December Legislative Report

Paul Fogleman,

HAPPIER NEW YEAR, THEY HOPE

With the end of 2013 in sight, North Carolina government officials already are looking to 2014 for a fresh start. And that includes legislators, the governor and his cabinet, and the congressional delegation.

The Republican-led General Assembly is anxious to put controversies behind them. New voter requirements and restrictions, fewer restriction on guns and ammunition, cutbacks to public education, and some quirky bills (a state religion) all have fired up voters in the urban areas of the state. In Wake County, were one in 10 North Carolina voters reside, two GOP House members already have announced Democratic opponents. In Mecklenburg County, where another 10 percent of the state’s voters live, Republicans are contemplating a reaction to the proposed takeover of the Charlotte Airport and creating a regional governing body.

Gov. Pat McCrory, a former Charlotte mayor, has experienced a difficult 2013. Most of his troubles have centered around the Department of Health and Human Services, now a lightening rod for the media. Computer malfunctions, hundreds of millions of dollars in contracts to address Medicaid payments, personnel turnover … all have been in the headlines. The reclassification of 1,500 state employees to “at will” status, meaning they are political appointees, has been controversial as well.

So … will 2014 bring a return to the euphoria of 2012? Republican leaders think it will. But Democrats smell blood with five GOP Senate seats they deem winnable. Even so, the GOP would maintain control of the Senate. For Democrats to gain control of the House, they would have to obtain a net gain of 16 seats. No one thinks this is likely … at least today.

SENATE BUDGET WRITER LEAVES

Sen. Peter S. Brunstetter of Lewisville in Forsyth County has resigned. He was one of the three top appropriations chairs in the Senate which has initiated the budget process in the 2013 – 14 session. Shortly after his resignation, Brunstetter endorsed Rev. Mark Harris for the U.S. Senate, underscoring the friction between the House and Senate. House Speaker Thom Tillis is in the GOP primary to unseat Sen. Kay Hagan in the November elections next year.

SHUFFLING THE DECK

Commerce Secretary Sharon Decker continues to revamp the state’s economic development structures. The regional partnerships are being dismantled, replaced with new, smaller districts to include counties with mutual interests. Recently during her visit with the Textile Technology Center in Belmont, Secretary Decker listed her priorities, with more exporting and support for entrepreneurs leading the list. She endorsed the creation of a business incubator in Gaston County and cited the success of a Durham program. Durham realtors, she reported, are participating in business recruiting, offering to discount fees to executives who move to Durham.

Recruiting businesses involves connectivity, she asserted. Health services, transportation, quality education, and … superior food. All are important elements in the decision to relocate, Decker said.

FOR CONGRESSIONAL RACES, IT’S THE AFC, STUPID

Seizing on the public reaction to the rollout of the Affordable Care Act (Obamacare), GOP congressional candidates are developing election and re-election campaigns on the disgust and distrust.
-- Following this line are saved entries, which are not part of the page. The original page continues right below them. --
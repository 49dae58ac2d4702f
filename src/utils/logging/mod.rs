//! Logging utilities for output and progress tracking
//!
//! This module provides logger setup, standardized operation logging, and
//! progress bars for long-running dispatches.

pub mod log;
pub mod progress;

// Re-export commonly used functions for convenience
pub use self::log::{init_logging, log_operation_complete, log_operation_start};
pub use self::progress::{create_main_progress_bar, finish_progress_bar, profiling_progress_bar};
U.S. Rep. Patrick McHenry staged a red meat hearing in Gastonia last month at which 51 AFC opponents were invited to speak. No supporter was allowed to testify “because of the overwhelming opposition to Obamacare,” the congressman explained.

U.S. Senator Kay Hagan is vulnerable, according to polls, and GOP candidates are expected to raise the heat for the May primary. Hagan has called for changes, but still supports the concept for insurance coverage for everyone.

OPENING DAY

Gavels will bang down to open the House and Senate for the 2014 session on Wednesday, May 14. After competitive primaries, members and leaders will be inclined to keep the session short, adjourning before July 15. The budget always is the main business for the short session. With slow business recovery in North Carolina, there should be no crisis for lawmakers. Gov. McCrory has said he will propose salary increases for public school teachers.